=== Begin Enclosure ===

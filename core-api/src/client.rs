//! # LeafGuard API Client
//!
//! The single point of outbound communication with the LeafGuard backend.
//!
//! ## Overview
//!
//! `ApiClient` wraps the raw [`HttpClient`] transport with the policy every
//! call shares:
//!
//! 1. attach the current bearer token (read from the [`TokenProvider`] at
//!    dispatch time; absence is not an error, some endpoints are public)
//! 2. execute the transport call
//! 3. on 401, invalidate the cached token before anything else
//! 4. classify the outcome into one [`ApiError`]
//! 5. retry only no-response failures and 5xx, up to [`MAX_RETRIES`]
//!    additional attempts with a fixed [`RETRY_DELAY`] between them
//!
//! The steps run in that fixed order around the transport call; retry state
//! is an immutable [`RequestContext`] value advanced by the loop. There is
//! no shared mutable request object and no interceptor chain.
//!
//! The client is constructed explicitly and shared by reference:
//!
//! ```ignore
//! use core_api::{ApiClient, ApiClientConfig, NoTokens};
//! use std::sync::Arc;
//!
//! let client = Arc::new(ApiClient::new(
//!     transport,
//!     Arc::new(NoTokens),
//!     ApiClientConfig::default(),
//! )?);
//! let healthy = client.health_check().await;
//! ```

use async_trait::async_trait;
use bytes::Bytes;
use serde::de::DeserializeOwned;
use serde::Serialize;
use std::sync::{Arc, RwLock};
use std::time::Duration;
use tokio::time::sleep;
use tracing::{debug, instrument, warn};
use url::Url;

use bridge_traits::http::{HttpClient, HttpMethod, HttpRequest, HttpResponse};

use crate::error::{classify_response, ApiError, Result};
use crate::multipart;
use crate::request::{RequestContext, MAX_RETRIES, RETRY_DELAY};
use crate::types::{
    AuthSession, CancelEnvelope, CancellationSummary, DetectionResult, DiseaseInfo, Envelope,
    NewScan, ProfileUpdate, SavedScan, SubscriptionPlan, SubscriptionStatus, SubscriptionUpdate,
    UserProfile,
};

/// Compiled-in default backend endpoint.
pub const DEFAULT_BASE_URL: &str = "http://127.0.0.1:5000/api";

/// Default per-request timeout.
pub const DEFAULT_REQUEST_TIMEOUT: Duration = Duration::from_secs(10);

/// Source of the bearer token attached to outgoing requests.
///
/// The client only ever reads the token and clears it on a 401; all other
/// writes belong to the auth orchestrator.
#[async_trait]
pub trait TokenProvider: Send + Sync {
    /// The currently cached token, if any.
    async fn token(&self) -> Option<String>;

    /// Drop the cached token. Called on every 401 response.
    async fn invalidate(&self);
}

/// Token source for clients that never authenticate (public endpoints,
/// tests).
pub struct NoTokens;

#[async_trait]
impl TokenProvider for NoTokens {
    async fn token(&self) -> Option<String> {
        None
    }

    async fn invalidate(&self) {}
}

/// Client construction settings.
#[derive(Debug, Clone)]
pub struct ApiClientConfig {
    /// Initial base URL; `None` uses [`DEFAULT_BASE_URL`].
    pub base_url: Option<String>,
    /// Per-request timeout handed to the transport.
    pub request_timeout: Duration,
    /// Retry budget per call (additional attempts after the first).
    pub max_retries: u32,
    /// Fixed delay between attempts.
    pub retry_delay: Duration,
}

impl Default for ApiClientConfig {
    fn default() -> Self {
        Self {
            base_url: None,
            request_timeout: DEFAULT_REQUEST_TIMEOUT,
            max_retries: MAX_RETRIES,
            retry_delay: RETRY_DELAY,
        }
    }
}

/// Typed client for the LeafGuard backend.
pub struct ApiClient {
    transport: Arc<dyn HttpClient>,
    tokens: Arc<dyn TokenProvider>,
    base_url: RwLock<String>,
    request_timeout: Duration,
    max_retries: u32,
    retry_delay: Duration,
}

#[derive(Serialize)]
struct LoginRequest<'a> {
    email: &'a str,
    password: &'a str,
}

#[derive(Serialize)]
struct RegisterRequest<'a> {
    name: &'a str,
    email: &'a str,
    password: &'a str,
    #[serde(skip_serializing_if = "Option::is_none")]
    role: Option<&'a str>,
}

#[derive(Serialize)]
struct ForgotPasswordRequest<'a> {
    email: &'a str,
}

#[derive(Serialize)]
#[serde(rename_all = "camelCase")]
struct SubscribeRequest<'a> {
    plan_id: &'a str,
    payment_id: &'a str,
}
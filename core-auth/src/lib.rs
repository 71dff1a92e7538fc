//! # Authentication Module
//!
//! Login, registration and session lifecycle for the LeafGuard client core,
//! with a deterministic offline fallback policy.
//!
//! ## Overview
//!
//! - [`AuthManager`] - the orchestrator state machine
//! - [`CredentialCache`] - persisted token / profile / offline pair
//! - [`Session`] / [`AuthState`] - session model
//!
//! ## Features
//!
//! - Built-in always-available default account (offline demo path)
//! - Offline login with credentials remembered from a successful online
//!   login
//! - Coarse credential persistence via platform secure stores
//! - Auth state event emission

pub mod cache;
pub mod error;
pub mod manager;
pub mod types;

pub use cache::CredentialCache;
pub use error::{AuthError, Result};
pub use manager::AuthManager;
pub use types::{
    default_account_profile, AuthState, OfflineCredentials, Session, SessionKind,
    DEFAULT_ACCOUNT_EMAIL, DEFAULT_ACCOUNT_PASSWORD, OFFLINE_TOKEN,
};
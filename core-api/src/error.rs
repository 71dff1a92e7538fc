//! API error taxonomy and response classification.
//!
//! Every failed call resolves to exactly one [`ApiError`] variant. The
//! generic classification (status class to variant) happens once in
//! [`classify_response`]; endpoint-specific refinements (a login 401 is bad
//! credentials, a detect 403 is an exhausted scan quota) are applied by the
//! typed operations in `client.rs`.

use thiserror::Error;

use bridge_traits::http::HttpResponse;

#[derive(Error, Debug, Clone, PartialEq, Eq)]
pub enum ApiError {
    /// No connectivity, or no response after retries were exhausted.
    #[error("Network unreachable")]
    NetworkUnreachable,

    /// The server rejected the bearer token (401). The cached token has
    /// already been invalidated when this surfaces.
    #[error("Session expired")]
    SessionExpired,

    /// Resource not found (404).
    #[error("Not found: {0}")]
    NotFound(String),

    /// Login was rejected (401 on the login endpoint).
    #[error("Invalid email or password")]
    InvalidCredentials,

    /// Login target account does not exist (404 on the login endpoint).
    #[error("Account not found")]
    AccountNotFound,

    /// Registration email is already taken.
    #[error("Email already exists")]
    EmailAlreadyExists,

    /// Registration payload was rejected.
    #[error("Invalid input: {0}")]
    InvalidInput(String),

    /// Free scan quota exhausted (403 on the predict endpoint).
    #[error("No remaining free scans")]
    InsufficientScans,

    /// Any other 4xx response.
    #[error("Request rejected ({status}): {message}")]
    Validation { status: u16, message: String },

    /// 5xx response after retries were exhausted.
    #[error("Server error ({status})")]
    Server { status: u16 },

    /// Anything that defies classification, including undecodable bodies.
    #[error("Unexpected error: {0}")]
    Unknown(String),
}

impl ApiError {
    /// Whether another attempt could change the outcome.
    ///
    /// Only no-response failures and server errors are retryable; a 4xx
    /// answer is final.
    pub fn is_retryable(&self) -> bool {
        matches!(self, ApiError::NetworkUnreachable | ApiError::Server { .. })
    }
}

/// Error payload shape used by the backend for non-2xx responses.
#[derive(Debug, serde::Deserialize)]
pub(crate) struct ErrorBody {
    #[serde(default)]
    pub message: Option<String>,
}

/// Extract the server's error message, falling back to the raw body.
pub(crate) fn error_message(response: &HttpResponse) -> String {
    if let Ok(body) = response.json::<ErrorBody>() {
        if let Some(message) = body.message {
            return message;
        }
    }
    response.text().unwrap_or_default()
}

/// Map a non-2xx response to its generic classification.
///
/// 401 is `SessionExpired` here; the login operation refines it. The caller
/// is responsible for the 401 token-invalidation side effect before
/// classification.
pub(crate) fn classify_response(response: &HttpResponse) -> ApiError {
    match response.status {
        401 => ApiError::SessionExpired,
        404 => ApiError::NotFound(error_message(response)),
        status if (400..500).contains(&status) => ApiError::Validation {
            status,
            message: error_message(response),
        },
        status if (500..600).contains(&status) => ApiError::Server { status },
        status => ApiError::Unknown(format!("unexpected status {}", status)),
    }
}

pub type Result<T> = std::result::Result<T, ApiError>;

#[cfg(test)]
mod tests {
    use super::*;
    use bytes::Bytes;
    use std::collections::HashMap;

    fn response(status: u16, body: &str) -> HttpResponse {
        HttpResponse {
            status,
            headers: HashMap::new(),
            body: Bytes::from(body.to_string()),
        }
    }

    #[test]
    fn test_classify_401() {
        assert_eq!(
            classify_response(&response(401, r#"{"message":"Invalid email or password"}"#)),
            ApiError::SessionExpired
        );
    }

    #[test]
    fn test_classify_404_carries_message() {
        let err = classify_response(&response(404, r#"{"message":"User not found"}"#));
        assert_eq!(err, ApiError::NotFound("User not found".to_string()));
    }

    #[test]
    fn test_classify_other_4xx_is_validation() {
        let err = classify_response(&response(403, r#"{"message":"No scans left"}"#));
        assert_eq!(
            err,
            ApiError::Validation {
                status: 403,
                message: "No scans left".to_string()
            }
        );

        let err = classify_response(&response(400, "not json"));
        assert_eq!(
            err,
            ApiError::Validation {
                status: 400,
                message: "not json".to_string()
            }
        );
    }

    #[test]
    fn test_classify_5xx_is_server() {
        assert_eq!(
            classify_response(&response(500, "")),
            ApiError::Server { status: 500 }
        );
        assert_eq!(
            classify_response(&response(503, "")),
            ApiError::Server { status: 503 }
        );
    }

    #[test]
    fn test_retryability() {
        assert!(ApiError::NetworkUnreachable.is_retryable());
        assert!(ApiError::Server { status: 502 }.is_retryable());
        assert!(!ApiError::SessionExpired.is_retryable());
        assert!(!ApiError::InsufficientScans.is_retryable());
        assert!(!ApiError::Validation {
            status: 400,
            message: String::new()
        }
        .is_retryable());
    }
}
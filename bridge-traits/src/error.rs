use thiserror::Error;

#[derive(Error, Debug)]
pub enum BridgeError {
    #[error("Bridge capability not available: {0}")]
    NotAvailable(String),

    #[error("Bridge operation failed: {0}")]
    OperationFailed(String),

    #[error("Request timed out")]
    Timeout,

    #[error("Connection failed: {0}")]
    ConnectionFailed(String),

    #[error("IO error: {0}")]
    Io(#[from] std::io::Error),
}

impl BridgeError {
    /// Whether the failure happened before any response was received.
    ///
    /// Transport-level failures (connection refused, DNS, timeout) are the
    /// only bridge errors the client core treats as retryable.
    pub fn is_transport(&self) -> bool {
        matches!(
            self,
            BridgeError::Timeout | BridgeError::ConnectionFailed(_) | BridgeError::Io(_)
        )
    }
}

pub type Result<T> = std::result::Result<T, BridgeError>;
//! # OpenWeatherMap Provider
//!
//! Current-conditions connector for the environmental screen, built over
//! the shared `bridge_traits::HttpClient` transport.
//!
//! ```ignore
//! use provider_weather::{WeatherConfig, WeatherService};
//!
//! let weather = WeatherService::new(http_client, WeatherConfig::new(api_key));
//! let report = weather.current_by_city("Hanoi").await?;
//! println!("{} °C, {}", report.temperature, report.description);
//! ```

pub mod error;
pub mod service;
pub mod types;

pub use error::{Result, WeatherError};
pub use service::{WeatherConfig, WeatherService, OWM_BASE_URL};
pub use types::WeatherReport;
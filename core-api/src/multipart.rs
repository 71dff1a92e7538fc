//! Minimal multipart/form-data encoding for the image upload endpoint.
//!
//! The backend expects a single `image` part. Only what that endpoint needs
//! is implemented; this is not a general multipart writer.

use bytes::{BufMut, Bytes, BytesMut};
use uuid::Uuid;

/// An encoded multipart body plus the Content-Type header value carrying
/// its boundary.
#[derive(Debug, Clone)]
pub struct MultipartBody {
    pub content_type: String,
    pub body: Bytes,
}

/// Encode a single file part under `field_name`.
pub fn file_part(
    field_name: &str,
    file_name: &str,
    mime_type: &str,
    content: &[u8],
) -> MultipartBody {
    let boundary = format!("leafguard-{}", Uuid::new_v4().simple());

    let mut buf = BytesMut::with_capacity(content.len() + 256);
    buf.put_slice(format!("--{}\r\n", boundary).as_bytes());
    buf.put_slice(
        format!(
            "Content-Disposition: form-data; name=\"{}\"; filename=\"{}\"\r\n",
            field_name, file_name
        )
        .as_bytes(),
    );
    buf.put_slice(format!("Content-Type: {}\r\n\r\n", mime_type).as_bytes());
    buf.put_slice(content);
    buf.put_slice(format!("\r\n--{}--\r\n", boundary).as_bytes());

    MultipartBody {
        content_type: format!("multipart/form-data; boundary={}", boundary),
        body: buf.freeze(),
    }
}

#[cfg(test)]
mod tests {
    use super::*;

    #[test]
    fn test_content_type_carries_boundary() {
        let part = file_part("image", "plant.jpg", "image/jpeg", b"bytes");

        let boundary = part
            .content_type
            .strip_prefix("multipart/form-data; boundary=")
            .expect("content type prefix");
        assert!(boundary.starts_with("leafguard-"));
    }

    #[test]
    fn test_body_structure() {
        let part = file_part("image", "plant.jpg", "image/jpeg", b"JPEGDATA");
        let body = String::from_utf8(part.body.to_vec()).unwrap();

        assert!(body.contains("Content-Disposition: form-data; name=\"image\"; filename=\"plant.jpg\""));
        assert!(body.contains("Content-Type: image/jpeg"));
        assert!(body.contains("JPEGDATA"));
        // Closing delimiter
        assert!(body.trim_end().ends_with("--"));
    }

    #[test]
    fn test_boundaries_are_unique_per_body() {
        let a = file_part("image", "a.jpg", "image/jpeg", b"a");
        let b = file_part("image", "b.jpg", "image/jpeg", b"b");
        assert_ne!(a.content_type, b.content_type);
    }
}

=== End Enclosure ===

:: Work task ::
Copy out, word for word, the part of the entries above that begins at the line with "filename core-api/src/error.rs" and ends at the line with "happens once in", including both.

:: Written solution ::
filename core-api/src/error.rs
repository 71dff1a92e7538fc
//! API error taxonomy and response classification.
//!
//! Every failed call resolves to exactly one [`ApiError`] variant. The
//! generic classification (status class to variant) happens once in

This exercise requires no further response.